Understand set of operations for Managing Failover
Following set of operations are available for managing the failover:
Normal Operation: In the normal mode of operation, the machine with highest priority will act as master machine and the other machine will act as slave machine. The master does the discovery of nodes and uploads its database. The slave machine gets the database snapshot from the master machine periodically. The master and slave machine exchange heartbeat signal every n seconds (configurable).
Machine Failure or Application Failure: In case of machine failure or the application failure, the slave machine will not receive consecutive heartbeats, slave machine examine the network conditions and if master machine has failed, the slave machine exchange general take over messages with priority, and finally the one with highest priority will become master. When the previous master is restored, it behaves as slave by taking a snapshot from the existing master and start exchanging heartbeat with the master.

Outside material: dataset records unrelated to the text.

use crate::core::Storage;
use crate::utils::error::Result;
use std::path::{Path, PathBuf};

/// 以本機目錄為根的檔案儲存
#[derive(Debug, Clone)]
pub struct LocalStorage {
    base_path: String,
}

impl LocalStorage {
    pub fn new(base_path: impl Into<String>) -> Self {
        Self {
            base_path: base_path.into(),
        }
    }

    fn resolve(&self, path: &str) -> PathBuf {
        Path::new(&self.base_path).join(path)
    }
}

impl Storage for LocalStorage {
    async fn write_file(&self, path: &str, data: &[u8]) -> Result<()> {
        let full_path = self.resolve(path);

        if let Some(parent) = full_path.parent() {
            tokio::fs::create_dir_all(parent).await?;
        }

        tokio::fs::write(&full_path, data).await?;
        tracing::debug!("Wrote {} bytes to {}", data.len(), full_path.display());
        Ok(())
    }
}
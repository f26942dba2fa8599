/// UI (Unique Identifier) value representation.
pub type UI = String;

/// DA (Date) value representation, formatted as `YYYYMMDD`.
pub type DA = String;

/// TM (Time) value representation, formatted as `HHMMSS.FFFFFF`.
pub type TM = String;

/// SH (Short String) value representation.
pub type SH = String;

/// LO (Long String) value representation.
pub type LO = String;

/// CS (Code String) value representation.
pub type CS = String;

/// IS (Integer String) value representation, kept in its parsed form.
pub type IS = i32;

/// Strips the padding DICOM appends to even-length string values.
pub fn trim_padding(value: &str) -> &str {
	value.trim_matches(|c: char| c == '\0' || c.is_whitespace())
}
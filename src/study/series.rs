use super::{read_string, StudyError};
use crate::types::{CS, IS, LO, UI};
use dicom::dictionary_std::tags;
use dicom::object::InMemDicomObject;
use serde::Serialize;

/// Anything that can be stored in a [`Study`](super::Study).
///
/// The study only needs the identifier to key its series collection; everything else about a
/// series belongs to the caller.
pub trait DicomSeries {
	fn series_instance_uid(&self) -> &str;
}

/// Minimal series representation with the attributes commonly needed to select series for
/// processing.
#[derive(Debug, Clone, PartialEq, Eq, Serialize)]
pub struct Series {
	series_instance_uid: UI,
	pub modality: Option<CS>,
	pub series_number: Option<IS>,
	pub series_description: Option<LO>,
}

impl Series {
	pub fn new(series_instance_uid: impl Into<UI>) -> Self {
		Self {
			series_instance_uid: series_instance_uid.into(),
			modality: None,
			series_number: None,
			series_description: None,
		}
	}

	/// Reads the series-level attributes of an already parsed data set.
	///
	/// # Errors
	/// Returns [`StudyError::InvalidArgument`] if the data set has no Series Instance UID.
	pub fn from_dicom(object: &InMemDicomObject) -> Result<Self, StudyError> {
		let uid = read_string(object, tags::SERIES_INSTANCE_UID)
			.filter(|uid| !uid.is_empty())
			.ok_or_else(|| StudyError::InvalidArgument {
				reason: String::from("data set has no Series Instance UID"),
			})?;

		Ok(Self {
			series_instance_uid: uid,
			modality: read_string(object, tags::MODALITY),
			series_number: read_string(object, tags::SERIES_NUMBER)
				.and_then(|number| number.parse().ok()),
			series_description: read_string(object, tags::SERIES_DESCRIPTION),
		})
	}
}

impl DicomSeries for Series {
	fn series_instance_uid(&self) -> &str {
		&self.series_instance_uid
	}
}
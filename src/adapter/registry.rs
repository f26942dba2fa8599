//! Registry of inference applications the adapter can delegate to.

use super::{AdapterError, InferenceApp};
use crate::config::ConfigurationError;
use std::collections::HashMap;
use std::fmt::{Display, Formatter};
use tracing::info;

type AppFactory = Box<dyn Fn() -> anyhow::Result<Box<dyn InferenceApp>> + Send + Sync>;

/// A reference to an inference application in the form `module.path.ClassName`.
#[derive(Debug, Clone, PartialEq, Eq, Hash)]
pub struct AppReference {
	module: String,
	name: String,
}

impl AppReference {
	/// Splits a reference at its last `.` into module and application name.
	///
	/// # Errors
	/// Returns [`ConfigurationError::MissingAppReference`] for an empty reference and
	/// [`ConfigurationError::InvalidAppReference`] if either part is missing.
	pub fn parse(reference: &str) -> Result<Self, ConfigurationError> {
		let reference = reference.trim();
		if reference.is_empty() {
			return Err(ConfigurationError::MissingAppReference);
		}

		match reference.rsplit_once('.') {
			Some((module, name)) if !module.is_empty() && !name.is_empty() => Ok(Self {
				module: module.to_owned(),
				name: name.to_owned(),
			}),
			_ => Err(ConfigurationError::InvalidAppReference {
				reference: reference.to_owned(),
			}),
		}
	}

	pub fn module(&self) -> &str {
		&self.module
	}

	pub fn name(&self) -> &str {
		&self.name
	}
}

impl Display for AppReference {
	fn fmt(&self, f: &mut Formatter<'_>) -> std::fmt::Result {
		write!(f, "{}.{}", self.module, self.name)
	}
}

/// Holds the inference applications provided by the embedding application.
///
/// Applications are registered under their reference and instantiated on demand.
#[derive(Default)]
pub struct AppRegistry {
	factories: HashMap<AppReference, AppFactory>,
}

impl AppRegistry {
	pub fn new() -> Self {
		Self::default()
	}

	/// Registers a factory for the application with the given reference.
	/// A factory registered under the same reference is replaced.
	///
	/// # Errors
	/// Fails if the reference is not of the form `module.ClassName`.
	pub fn register<F>(&mut self, reference: &str, factory: F) -> Result<(), ConfigurationError>
	where
		F: Fn() -> anyhow::Result<Box<dyn InferenceApp>> + Send + Sync + 'static,
	{
		let reference = AppReference::parse(reference)?;
		info!(
			app.module = %reference.module,
			app.name = %reference.name,
			"Registered inference application"
		);
		self.factories.insert(reference, Box::new(factory));
		Ok(())
	}

	pub fn contains(&self, reference: &AppReference) -> bool {
		self.factories.contains_key(reference)
	}

	/// Resolves a reference, failing if nothing was registered for it.
	///
	/// # Errors
	/// Returns [`ConfigurationError::UnresolvedApp`] for unknown references.
	pub fn resolve(&self, reference: &str) -> Result<AppReference, ConfigurationError> {
		let reference = AppReference::parse(reference)?;
		if self.contains(&reference) {
			Ok(reference)
		} else {
			Err(ConfigurationError::UnresolvedApp {
				reference: reference.to_string(),
			})
		}
	}

	/// Creates a new instance of the referenced application.
	///
	/// # Errors
	/// Fails if the reference is unknown or the factory itself fails.
	pub fn instantiate(
		&self,
		reference: &AppReference,
	) -> Result<Box<dyn InferenceApp>, AdapterError> {
		let factory = self
			.factories
			.get(reference)
			.ok_or_else(|| ConfigurationError::UnresolvedApp {
				reference: reference.to_string(),
			})?;

		factory().map_err(|error| {
			AdapterError::App(error.context(format!(
				"Failed to create inference application `{reference}`"
			)))
		})
	}

	/// List all registered references.
	pub fn references(&self) -> impl Iterator<Item = &AppReference> {
		self.factories.keys()
	}
}

#[cfg(test)]
mod tests {
	use super::*;
	use crate::adapter::{ResultUploader, RunRequest};

	struct NoopApp;

	impl InferenceApp for NoopApp {
		fn run(
			&mut self,
			_request: &RunRequest<'_>,
			_uploader: &mut dyn ResultUploader,
		) -> anyhow::Result<()> {
			Ok(())
		}
	}

	#[test]
	fn parse_splits_at_last_dot() {
		let reference = AppReference::parse("my_app.inference.SpleenApp").unwrap();
		assert_eq!(reference.module(), "my_app.inference");
		assert_eq!(reference.name(), "SpleenApp");
		assert_eq!(reference.to_string(), "my_app.inference.SpleenApp");
	}

	#[test]
	fn parse_rejects_empty_and_malformed_references() {
		assert!(matches!(
			AppReference::parse("  "),
			Err(ConfigurationError::MissingAppReference)
		));
		for reference in ["SpleenApp", ".SpleenApp", "my_app."] {
			assert!(matches!(
				AppReference::parse(reference),
				Err(ConfigurationError::InvalidAppReference { .. })
			));
		}
	}

	#[test]
	fn resolve_requires_registration() {
		let mut registry = AppRegistry::new();
		registry
			.register("apps.NoopApp", || Ok(Box::new(NoopApp)))
			.unwrap();

		assert_eq!(registry.resolve("apps.NoopApp").unwrap().name(), "NoopApp");
		assert!(matches!(
			registry.resolve("apps.OtherApp"),
			Err(ConfigurationError::UnresolvedApp { .. })
		));
		assert_eq!(registry.references().count(), 1);
	}

	#[test]
	fn factory_errors_are_reported() {
		let mut registry = AppRegistry::new();
		registry
			.register("apps.BrokenApp", || anyhow::bail!("no GPU available"))
			.unwrap();

		let reference = registry.resolve("apps.BrokenApp").unwrap();
		let Err(AdapterError::App(error)) = registry.instantiate(&reference) else {
			panic!("expected the factory error");
		};
		assert!(format!("{error:#}").contains("no GPU available"));
	}
}
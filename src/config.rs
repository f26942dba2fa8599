use serde::Deserialize;
use std::path::PathBuf;
use std::str::FromStr;
use thiserror::Error;
use tracing::Level;

/// Location of the model artifact when `AI_MODEL_PATH` is not set.
pub const DEFAULT_MODEL_PATH: &str = "/app/model/model.ts";

/// Configuration of the processing adapter.
///
/// Values are read from the process environment.
#[derive(Debug, Clone, Deserialize)]
pub struct AdapterConfig {
	#[serde(rename = "ai_partner_name")]
	pub partner_name: String,
	#[serde(rename = "ai_svc_name")]
	pub service_name: String,
	#[serde(rename = "ai_svc_version")]
	pub service_version: String,
	/// Reference to the inference application in the form `module.path.ClassName`.
	#[serde(rename = "monai_app_classpath")]
	pub app_reference: String,
	#[serde(rename = "ai_model_path")]
	pub model_path: PathBuf,
	// Verbosity handed to the inference application. RUST_LOG still controls our own logs.
	#[serde(rename = "ai_log_level")]
	pub log_level: String,
}

impl AdapterConfig {
	/// Loads the configuration from the process environment.
	///
	/// # Errors
	/// Fails if a required variable is missing.
	pub fn new() -> Result<Self, ConfigurationError> {
		Self::load(None)
	}

	/// Loads the configuration from an explicit set of variables instead of the process
	/// environment. Keys use the same names as the environment variables.
	///
	/// # Errors
	/// Fails if a required variable is missing.
	pub fn from_vars<I, K, V>(vars: I) -> Result<Self, ConfigurationError>
	where
		I: IntoIterator<Item = (K, V)>,
		K: Into<String>,
		V: Into<String>,
	{
		let vars = vars
			.into_iter()
			.map(|(key, value)| (key.into(), value.into()))
			.collect();
		Self::load(Some(vars))
	}

	fn load(vars: Option<config::Map<String, String>>) -> Result<Self, ConfigurationError> {
		use config::Config;

		let config = Config::builder()
			.set_default("monai_app_classpath", "")?
			.set_default("ai_model_path", DEFAULT_MODEL_PATH)?
			.set_default("ai_log_level", "info")?
			.add_source(config::Environment::default().source(vars))
			.build()?;

		Ok(config.try_deserialize()?)
	}

	/// Parses the configured log level.
	///
	/// # Errors
	/// Returns [`ConfigurationError::InvalidLogLevel`] for anything `tracing` does not know.
	pub fn log_level(&self) -> Result<Level, ConfigurationError> {
		Level::from_str(&self.log_level).map_err(|_| ConfigurationError::InvalidLogLevel {
			level: self.log_level.clone(),
		})
	}
}

/// Errors that prevent the adapter from being initialized.
#[derive(Debug, Error)]
pub enum ConfigurationError {
	#[error("Failed to load configuration: {0}")]
	Load(#[from] config::ConfigError),

	#[error("Could not find model file in path `{path}`")]
	ModelNotFound { path: PathBuf },

	#[error("The inference application to run has not been specified in `MONAI_APP_CLASSPATH`")]
	MissingAppReference,

	#[error("Invalid application reference `{reference}`: expected `module.ClassName`")]
	InvalidAppReference { reference: String },

	#[error("The application `{reference}` was not found")]
	UnresolvedApp { reference: String },

	#[error("Unknown log level `{level}`")]
	InvalidLogLevel { level: String },
}
// ── Listener registry and event dispatch ──
//
// Event-type → ordered subscriber lists. Dispatch decodes the JSON payload
// once and hands the same `Value` to every listener, isolating failures.

use std::panic::{self, AssertUnwindSafe};
use std::sync::atomic::{AtomicU64, Ordering};
use std::sync::{Arc, Weak};

use dashmap::DashMap;
use serde_json::Value;
use tracing::{error, trace, warn};

use crate::frame::Frame;

/// Error type listeners return to report a failure to the dispatcher.
pub type ListenerError = Box<dyn std::error::Error + Send + Sync>;

type ListenerFn = dyn Fn(&Value) -> Result<(), ListenerError> + Send + Sync;

#[derive(Clone)]
struct Entry {
    id: u64,
    listener: Arc<ListenerFn>,
}

#[derive(Default)]
struct RegistryInner {
    listeners: DashMap<String, Vec<Entry>>,
    next_id: AtomicU64,
}

impl RegistryInner {
    fn remove(&self, event_type: &str, id: u64) {
        let now_empty = match self.listeners.get_mut(event_type) {
            Some(mut list) => {
                list.retain(|e| e.id != id);
                list.is_empty()
            }
            None => return,
        };

        if now_empty {
            self.listeners.remove_if(event_type, |_, list| list.is_empty());
        }
    }
}

// ── ListenerRegistry ─────────────────────────────────────────────────

/// Instance-scoped listener registry.
///
/// Cheaply cloneable; clones share the same listener table. Registration and
/// dispatch may race freely: dispatch iterates over a copy of the list, so a
/// listener may (un)register others, including itself, while it runs.
#[derive(Clone, Default)]
pub struct ListenerRegistry {
    inner: Arc<RegistryInner>,
}

impl ListenerRegistry {
    pub fn new() -> Self {
        Self::default()
    }

    /// Append `listener` to the list for `event_type`.
    ///
    /// The returned handle removes exactly this listener, even if an
    /// identical closure is registered more than once.
    pub fn register<F>(&self, event_type: impl Into<String>, listener: F) -> ListenerHandle
    where
        F: Fn(&Value) -> Result<(), ListenerError> + Send + Sync + 'static,
    {
        let event_type = event_type.into();
        let id = self.inner.next_id.fetch_add(1, Ordering::Relaxed);

        self.inner
            .listeners
            .entry(event_type.clone())
            .or_default()
            .push(Entry {
                id,
                listener: Arc::new(listener),
            });

        trace!(%event_type, id, "listener registered");

        ListenerHandle {
            registry: Arc::downgrade(&self.inner),
            event_type,
            id,
        }
    }

    /// Dispatch a parsed frame.
    pub fn dispatch_frame(&self, frame: &Frame) -> usize {
        self.dispatch(&frame.event_type, &frame.data)
    }

    /// Decode `raw` as JSON and invoke every listener for `event_type`.
    ///
    /// Malformed JSON is logged and reaches no listener. An empty payload is
    /// treated as `{}`. Returns the number of listeners that completed
    /// without error.
    pub fn dispatch(&self, event_type: &str, raw: &str) -> usize {
        let payload = if raw.trim().is_empty() {
            Value::Object(serde_json::Map::new())
        } else {
            match serde_json::from_str::<Value>(raw) {
                Ok(v) => v,
                Err(e) => {
                    warn!(event_type, error = %e, "failed to parse event payload, skipping");
                    return 0;
                }
            }
        };

        self.dispatch_value(event_type, &payload)
    }

    /// Invoke every listener for `event_type` with an already-decoded payload.
    pub fn dispatch_value(&self, event_type: &str, payload: &Value) -> usize {
        let entries: Vec<Entry> = match self.inner.listeners.get(event_type) {
            Some(list) => list.clone(),
            None => {
                trace!(event_type, "no listeners for event");
                return 0;
            }
        };

        let mut delivered = 0;
        for entry in entries {
            let listener = Arc::clone(&entry.listener);
            match panic::catch_unwind(AssertUnwindSafe(|| listener(payload))) {
                Ok(Ok(())) => delivered += 1,
                Ok(Err(e)) => {
                    warn!(event_type, listener = entry.id, error = %e, "event listener failed");
                }
                Err(cause) => {
                    error!(
                        event_type,
                        listener = entry.id,
                        panic = panic_message(cause.as_ref()),
                        "event listener panicked"
                    );
                }
            }
        }
        delivered
    }

    /// Number of listeners currently registered for `event_type`.
    pub fn listener_count(&self, event_type: &str) -> usize {
        self.inner.listeners.get(event_type).map_or(0, |l| l.len())
    }

    /// Event types that currently have at least one listener.
    pub fn event_types(&self) -> Vec<String> {
        let mut types: Vec<String> = self
            .inner
            .listeners
            .iter()
            .map(|r| r.key().clone())
            .collect();
        types.sort();
        types
    }
}

impl std::fmt::Debug for ListenerRegistry {
    fn fmt(&self, f: &mut std::fmt::Formatter<'_>) -> std::fmt::Result {
        f.debug_struct("ListenerRegistry")
            .field("event_types", &self.event_types())
            .finish_non_exhaustive()
    }
}

fn panic_message(panic: &(dyn std::any::Any + Send)) -> &str {
    panic
        .downcast_ref::<&str>()
        .copied()
        .or_else(|| panic.downcast_ref::<String>().map(String::as_str))
        .unwrap_or("<non-string panic>")
}

// ── ListenerHandle ───────────────────────────────────────────────────

/// Capability to remove one registered listener.
///
/// Dropping the handle leaves the listener registered.
#[derive(Debug)]
#[must_use = "dropping the handle keeps the listener registered forever"]
pub struct ListenerHandle {
    registry: Weak<RegistryInner>,
    event_type: String,
    id: u64,
}

impl ListenerHandle {
    /// Remove the listener. A no-op if it is already gone or the registry
    /// has been dropped.
    pub fn unregister(self) {
        if let Some(inner) = self.registry.upgrade() {
            inner.remove(&self.event_type, self.id);
            trace!(event_type = %self.event_type, id = self.id, "listener unregistered");
        }
    }

    pub fn event_type(&self) -> &str {
        &self.event_type
    }
}

// ── Tests ────────────────────────────────────────────────────────────

#[cfg(test)]
#[allow(clippy::unwrap_used)]
mod tests {
    use std::sync::Mutex;

    use super::*;
    use pretty_assertions::assert_eq;
    use serde_json::json;

    type Boxed = Box<dyn Fn(&Value) -> Result<(), ListenerError> + Send + Sync>;

    fn recorder() -> (Arc<Mutex<Vec<String>>>, impl Fn(&str) -> Boxed) {
        let log = Arc::new(Mutex::new(Vec::new()));
        let log_for_factory = Arc::clone(&log);
        let factory = move |name: &str| -> Boxed {
            let log = Arc::clone(&log_for_factory);
            let name = name.to_owned();
            Box::new(move |_: &Value| -> Result<(), ListenerError> {
                log.lock().unwrap().push(name.clone());
                Ok(())
            })
        };
        (log, factory)
    }

    #[test]
    fn listeners_run_in_registration_order() {
        let registry = ListenerRegistry::new();
        let (log, make) = recorder();

        let first = registry.register("volumes", make("first"));
        let _second = registry.register("volumes", make("second"));

        assert_eq!(registry.dispatch("volumes", "[]"), 2);
        assert_eq!(*log.lock().unwrap(), vec!["first", "second"]);

        first.unregister();
        log.lock().unwrap().clear();

        assert_eq!(registry.dispatch("volumes", "[]"), 1);
        assert_eq!(*log.lock().unwrap(), vec!["second"]);
    }

    #[test]
    fn malformed_json_reaches_no_listener() {
        let registry = ListenerRegistry::new();
        let (log, make) = recorder();
        let _h = registry.register("heartbeat", make("hb"));

        assert_eq!(registry.dispatch("heartbeat", "{not json"), 0);
        assert!(log.lock().unwrap().is_empty());
    }

    #[test]
    fn empty_payload_is_empty_object() {
        let registry = ListenerRegistry::new();
        let seen = Arc::new(Mutex::new(None));
        let seen_in = Arc::clone(&seen);
        let _h = registry.register("hello", move |v: &Value| {
            *seen_in.lock().unwrap() = Some(v.clone());
            Ok(())
        });

        registry.dispatch("hello", "");
        assert_eq!(seen.lock().unwrap().clone(), Some(json!({})));
    }

    #[test]
    fn failing_listener_does_not_stop_others() {
        let registry = ListenerRegistry::new();
        let (log, make) = recorder();

        let _a = registry.register("volumes", |_: &Value| Err("boom".into()));
        let _b = registry.register("volumes", |_: &Value| -> Result<(), ListenerError> {
            panic!("listener bug")
        });
        let _c = registry.register("volumes", make("survivor"));

        assert_eq!(registry.dispatch("volumes", "[]"), 1);
        assert_eq!(*log.lock().unwrap(), vec!["survivor"]);
    }

    #[test]
    fn identical_listeners_are_removed_by_identity() {
        let registry = ListenerRegistry::new();
        let (log, make) = recorder();

        let a = registry.register("shares", make("same"));
        let _b = registry.register("shares", make("same"));
        a.unregister();

        assert_eq!(registry.listener_count("shares"), 1);
        registry.dispatch("shares", "[]");
        assert_eq!(log.lock().unwrap().len(), 1);
    }

    #[test]
    fn unregister_twice_or_after_removal_is_noop() {
        let registry = ListenerRegistry::new();
        let handle = registry.register("volumes", |_: &Value| Ok(()));
        let stale = ListenerHandle {
            registry: Arc::downgrade(&registry.inner),
            event_type: "never-used".into(),
            id: 999,
        };

        handle.unregister();
        stale.unregister();
        assert_eq!(registry.listener_count("volumes"), 0);
        assert!(registry.event_types().is_empty());
    }

    #[test]
    fn unregister_after_registry_dropped() {
        let registry = ListenerRegistry::new();
        let handle = registry.register("volumes", |_: &Value| Ok(()));
        drop(registry);
        handle.unregister();
    }

    #[test]
    fn listener_may_unregister_itself_during_dispatch() {
        let registry = ListenerRegistry::new();
        let slot: Arc<Mutex<Option<ListenerHandle>>> = Arc::new(Mutex::new(None));
        let slot_in = Arc::clone(&slot);

        let handle = registry.register("hello", move |_: &Value| {
            if let Some(h) = slot_in.lock().unwrap().take() {
                h.unregister();
            }
            Ok(())
        });
        *slot.lock().unwrap() = Some(handle);

        assert_eq!(registry.dispatch("hello", "{}"), 1);
        assert_eq!(registry.listener_count("hello"), 0);
        assert_eq!(registry.dispatch("hello", "{}"), 0);
    }

    #[test]
    fn dispatch_without_listeners() {
        let registry = ListenerRegistry::new();
        assert_eq!(registry.dispatch("unknown", "{}"), 0);
    }

    #[test]
    fn dispatch_frame_uses_frame_fields() {
        let registry = ListenerRegistry::new();
        let (log, make) = recorder();
        let _h = registry.register("volumes", make("v"));

        let frame = Frame {
            event_type: "volumes".into(),
            data: "[]".into(),
            id: Some("1".into()),
        };
        assert_eq!(registry.dispatch_frame(&frame), 1);
        assert_eq!(log.lock().unwrap().len(), 1);
    }
}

Link Failure: In case of link failure between the master and the slave machine, the slave machine will not receive consecutive heartbeats. The node traps are still sent to the master machine as there is no failure in the machine. There is no switch over from master to slave; the master continues to be master machine. In case of link failure between the master and nodes, the node traps are sent to the slave machine. There is switch over from master to slave. The slave machine will be the master machine.
Forced Switch: You can manage the failover condition by performing Hotstandby switchover.